What is expected -> Across the data below, how many lines have the word "named" in them? Give the number and nothing else.

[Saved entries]
....
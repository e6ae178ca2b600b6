//! SRP sign-in leaf state machine.
//!
//! Ephemeral key material lives only inside `SrpStateData`; every
//! transition replaces the whole value and the secrets drop with it.
//! Nothing from here is ever serialized.

use chrono::{DateTime, Utc};

use aegis_core::StateResolution;
use aegis_srp::SrpKeyPair;

use crate::actions::sign_in::{InitiateSrpAuth, VerifyPasswordSrp};
use crate::credentials::{SecretString, SignInCredentials, SignedInData};
use crate::environment::AuthEnvironment;
use crate::error::AuthError;
use crate::events::{AuthEvent, AuthEventPayload, SignInChallengeEvent, SrpSignInEvent};

/// Everything carried between SRP initiation and the password proof.
#[derive(Debug, Clone, PartialEq, Eq)]
pub struct SrpStateData {
    pub username: String,
    pub password: SecretString,
    pub key_pair: SrpKeyPair,
    /// Instant the attempt started; also the proof timestamp.
    pub started_at: DateTime<Utc>,
}

#[derive(Debug, Clone, PartialEq, Eq)]
pub enum SrpSignInState {
    NotStarted,
    InitiatingSrp(SignInCredentials),
    NeedsPasswordVerifier(SrpStateData),
    /// The password proof was accepted but the service posed a further
    /// named challenge; the parent sign-in state takes over from here.
    RespondedToChallenge,
    SignedIn(SignedInData),
    Cancelled,
    Error(AuthError),
}

impl SrpSignInState {
    fn is_terminal(&self) -> bool {
        matches!(
            self,
            SrpSignInState::SignedIn(_) | SrpSignInState::Cancelled | SrpSignInState::Error(_)
        )
    }
}

impl aegis_core::State for SrpSignInState {}

type SrpResolution = StateResolution<SrpSignInState, AuthEvent, AuthEnvironment>;

#[derive(Debug, Default)]
pub struct SrpSignInResolver;

impl SrpSignInResolver {
    pub fn resolve(&self, old_state: &SrpSignInState, event: &AuthEvent) -> SrpResolution {
        if old_state.is_terminal() {
            return SrpResolution::from(old_state.clone());
        }
        match &event.payload {
            AuthEventPayload::SrpSignIn(srp_event) => self.resolve_srp(old_state, srp_event),
            AuthEventPayload::Challenge(challenge_event) => {
                self.resolve_challenge(old_state, challenge_event)
            }
            _ => SrpResolution::from(old_state.clone()),
        }
    }

    fn resolve_srp(&self, old_state: &SrpSignInState, event: &SrpSignInEvent) -> SrpResolution {
        match (old_state, event) {
            (SrpSignInState::NotStarted, SrpSignInEvent::InitiateSrp(credentials)) => {
                SrpResolution::with_actions(
                    SrpSignInState::InitiatingSrp(credentials.clone()),
                    vec![Box::new(InitiateSrpAuth {
                        credentials: credentials.clone(),
                    })],
                )
            }
            (
                SrpSignInState::InitiatingSrp(_),
                SrpSignInEvent::RespondPasswordVerifier {
                    state_data,
                    challenge,
                },
            ) => SrpResolution::with_actions(
                SrpSignInState::NeedsPasswordVerifier(state_data.clone()),
                vec![Box::new(VerifyPasswordSrp {
                    state_data: state_data.clone(),
                    challenge: challenge.clone(),
                    retried: false,
                })],
            ),
            (
                SrpSignInState::NeedsPasswordVerifier(_),
                SrpSignInEvent::RetryRespondPasswordVerifier {
                    state_data,
                    challenge,
                },
            ) => SrpResolution::with_actions(
                SrpSignInState::NeedsPasswordVerifier(state_data.clone()),
                vec![Box::new(VerifyPasswordSrp {
                    state_data: state_data.clone(),
                    challenge: challenge.clone(),
                    retried: true,
                })],
            ),
            (
                SrpSignInState::NeedsPasswordVerifier(_),
                SrpSignInEvent::FinalizeSrpSignIn(data),
            ) => SrpResolution::from(SrpSignInState::SignedIn(data.clone())),
            (_, SrpSignInEvent::Cancel) => SrpResolution::from(SrpSignInState::Cancelled),
            (_, SrpSignInEvent::ThrowPasswordVerifierError(error))
            | (_, SrpSignInEvent::ThrowAuthError(error)) => {
                SrpResolution::from(SrpSignInState::Error(error.clone()))
            }
            _ => SrpResolution::from(old_state.clone()),
        }
    }

    /// A named follow-up challenge ends this machine's part of the flow;
    /// the parent re-derives a challenge sub-state from the same event.
    fn resolve_challenge(
        &self,
        old_state: &SrpSignInState,
        event: &SignInChallengeEvent,
    ) -> SrpResolution {
        match (old_state, event) {
            (
                SrpSignInState::NeedsPasswordVerifier(_),
                SignInChallengeEvent::ReceivedSmsMfaChallenge(_)
                | SignInChallengeEvent::ReceivedNewPasswordChallenge(_)
                | SignInChallengeEvent::ReceivedCustomChallenge(_)
                | SignInChallengeEvent::ReceivedDeviceSrpChallenge(_),
            ) => SrpResolution::from(SrpSignInState::RespondedToChallenge),
            _ => SrpResolution::from(old_state.clone()),
        }
    }
}

#[cfg(test)]
mod tests {
    use super::*;
    use crate::events::AuthenticationEvent;
    use aegis_srp::SrpClient;
    use assert_matches::assert_matches;

    fn credentials() -> SignInCredentials {
        SignInCredentials {
            username: "alice".into(),
            password: SecretString::new("hunter2"),
        }
    }

    fn state_data() -> SrpStateData {
        SrpStateData {
            username: "alice".into(),
            password: SecretString::new("hunter2"),
            key_pair: SrpKeyPair::from_hex("ab", "cd"),
            started_at: Utc::now(),
        }
    }

    fn event(payload: SrpSignInEvent) -> AuthEvent {
        AuthEvent::new(AuthEventPayload::SrpSignIn(payload))
    }

    #[test]
    fn initiate_transitions_and_schedules_the_initiation_call() {
        let resolver = SrpSignInResolver;
        let resolution = resolver.resolve(
            &SrpSignInState::NotStarted,
            &event(SrpSignInEvent::InitiateSrp(credentials())),
        );
        assert_matches!(resolution.new_state, SrpSignInState::InitiatingSrp(_));
        assert_eq!(resolution.actions.len(), 1);
        assert_eq!(resolution.actions[0].id(), "InitiateSrpAuth");
    }

    #[test]
    fn retry_keeps_needs_password_verifier_with_distinct_action_id() {
        let resolver = SrpSignInResolver;
        let data = state_data();
        let challenge = crate::provider::RespondToAuthChallenge::default();
        let resolution = resolver.resolve(
            &SrpSignInState::NeedsPasswordVerifier(data.clone()),
            &event(SrpSignInEvent::RetryRespondPasswordVerifier {
                state_data: data,
                challenge,
            }),
        );
        assert_matches!(resolution.new_state, SrpSignInState::NeedsPasswordVerifier(_));
        assert_eq!(resolution.actions[0].id(), "VerifyPasswordSrpRetry");
    }

    #[test]
    fn unrelated_event_is_identity() {
        let resolver = SrpSignInResolver;
        let state = SrpSignInState::InitiatingSrp(credentials());
        let resolution = resolver.resolve(
            &state,
            &AuthEvent::new(AuthEventPayload::Authentication(
                AuthenticationEvent::DeleteUserRequested,
            )),
        );
        assert_eq!(resolution.new_state, state);
        assert!(resolution.actions.is_empty());
    }

    #[test]
    fn cancel_abandons_the_attempt_from_any_phase() {
        let resolver = SrpSignInResolver;
        let resolution = resolver.resolve(
            &SrpSignInState::NeedsPasswordVerifier(state_data()),
            &event(SrpSignInEvent::Cancel),
        );
        assert_eq!(resolution.new_state, SrpSignInState::Cancelled);
        assert!(resolution.actions.is_empty());
    }

    #[test]
    fn terminal_states_absorb_everything() {
        let resolver = SrpSignInResolver;
        let resolution = resolver.resolve(
            &SrpSignInState::Cancelled,
            &event(SrpSignInEvent::InitiateSrp(credentials())),
        );
        assert_eq!(resolution.new_state, SrpSignInState::Cancelled);
        assert!(resolution.actions.is_empty());
    }

    #[test]
    fn ephemeral_keys_never_leak_through_debug() {
        let pair = SrpClient::standard().generate_key_pair().unwrap();
        let private = pair.private_key_hex().to_owned();
        let data = SrpStateData {
            username: "alice".into(),
            password: SecretString::new("hunter2"),
            key_pair: pair,
            started_at: Utc::now(),
        };
        let printed = format!("{:?}", SrpSignInState::NeedsPasswordVerifier(data));
        assert!(!printed.contains(&private));
        assert!(!printed.contains("hunter2"));
    }
}
#[async_trait]
impl EffectfulAction for VerifyPasswordSrp {
    type Event = AuthEvent;
    type Environment = AuthEnvironment;

    fn id(&self) -> &str {
        if self.retried {
            "VerifyPasswordSrpRetry"
        } else {
            "VerifyPasswordSrp"
        }
    }

    async fn execute(
        self: Box<Self>,
        dispatcher: EventDispatcher<AuthEvent>,
        environment: Arc<AuthEnvironment>,
    ) {
        let throw = |error: AuthError| {
            dispatcher.send(srp_event(SrpSignInEvent::ThrowPasswordVerifierError(error)));
        };

        let Some(user_pool) = environment.configuration.user_pool() else {
            throw(AuthError::Configuration(
                "no user pool configured for sign-in".into(),
            ));
            return;
        };

        let salt = match self.challenge.parameter(challenge_params::SALT) {
            Some(salt) if !salt.is_empty() => salt.to_owned(),
            _ => {
                throw(Self::missing(challenge_params::SALT));
                return;
            }
        };
        let Some(secret_block) = self.challenge.parameter(challenge_params::SECRET_BLOCK) else {
            throw(Self::missing(challenge_params::SECRET_BLOCK));
            return;
        };
        let Some(server_public) = self.challenge.parameter(challenge_params::SRP_B) else {
            throw(Self::missing(challenge_params::SRP_B));
            return;
        };
        let Ok(secret_block_bytes) = BASE64.decode(secret_block) else {
            throw(AuthError::InvalidServiceResponse(
                "secret block is not valid base64".into(),
            ));
            return;
        };

        let username = self
            .challenge
            .parameter(challenge_params::USERNAME)
            .unwrap_or(&self.state_data.username)
            .to_owned();
        let user_id_for_srp = self
            .challenge
            .parameter(challenge_params::USER_ID_FOR_SRP)
            .unwrap_or(&username)
            .to_owned();

        let device = if self.retried {
            None
        } else {
            environment
                .credential_store
                .retrieve_device_metadata(&username)
                .unwrap_or_else(|error| {
                    warn!(%error, "device metadata unavailable, continuing without it");
                    None
                })
        };

        let timestamp = srp_timestamp(self.state_data.started_at);
        let srp_username = format!("{}{user_id_for_srp}", user_pool.pool_name());
        let srp = &environment.srp_client;

        let proof = (|| -> Result<(String, String), AuthError> {
            let u = srp.calculate_u(
                self.state_data.key_pair.public_key_hex(),
                server_public,
            )?;
            let shared_secret = srp.calculate_shared_secret(
                &srp_username,
                self.state_data.password.expose(),
                &salt,
                self.state_data.key_pair.private_key_hex(),
                self.state_data.key_pair.public_key_hex(),
                server_public,
            )?;
            let key = srp.authentication_key(&shared_secret, &u.to_str_radix(16))?;
            let signature = srp.authentication_signature(
                &key,
                user_pool.pool_name(),
                &user_id_for_srp,
                &secret_block_bytes,
                &timestamp,
            )?;
            Ok((BASE64.encode(signature), timestamp.clone()))
        })();
        let (signature, timestamp) = match proof {
            Ok(proof) => proof,
            Err(error) => {
                throw(error);
                return;
            }
        };

        let mut responses = HashMap::new();
        responses.insert(challenge_params::USERNAME.to_owned(), username.clone());
        responses.insert(
            challenge_params::PASSWORD_CLAIM_SECRET_BLOCK.to_owned(),
            secret_block.to_owned(),
        );
        responses.insert(
            challenge_params::PASSWORD_CLAIM_SIGNATURE.to_owned(),
            signature,
        );
        responses.insert(challenge_params::TIMESTAMP.to_owned(), timestamp);
        match optional_secret_hash(user_pool, &username) {
            Ok(Some(hash)) => {
                responses.insert(challenge_params::SECRET_HASH.to_owned(), hash);
            }
            Ok(None) => {}
            Err(error) => {
                throw(error);
                return;
            }
        }
        if let Some(device) = &device {
            responses.insert(
                challenge_params::DEVICE_KEY.to_owned(),
                device.device_key.clone(),
            );
        }

        let request = RespondToChallengeRequest {
            client_id: user_pool.client_id.clone(),
            challenge_name: ChallengeName::PasswordVerifier,
            challenge_responses: responses,
            session: self.challenge.session.clone(),
        };

        match environment.provider.respond_to_challenge(request).await {
            Ok(response) => {
                handle_sign_in_response(
                    response,
                    &user_id_for_srp,
                    &username,
                    SignInMethod::Srp,
                    &dispatcher,
                    &environment,
                )
                .await;
            }
            Err(ServiceError::ResourceNotFound(reason)) if !self.retried => {
                // The remembered device is gone server side; retry once
                // without device association.
                debug!(%reason, "device not found, retrying without device data");
                if let Err(error) = environment.credential_store.remove_device_metadata(&username)
                {
                    warn!(%error, "failed to drop stale device metadata");
                }
                dispatcher.send(srp_event(SrpSignInEvent::RetryRespondPasswordVerifier {
                    state_data: self.state_data,
                    challenge: self.challenge,
                }));
            }
            Err(error) => throw(AuthError::from_service(error)),
        }
    }
}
....
Expected answer -> 2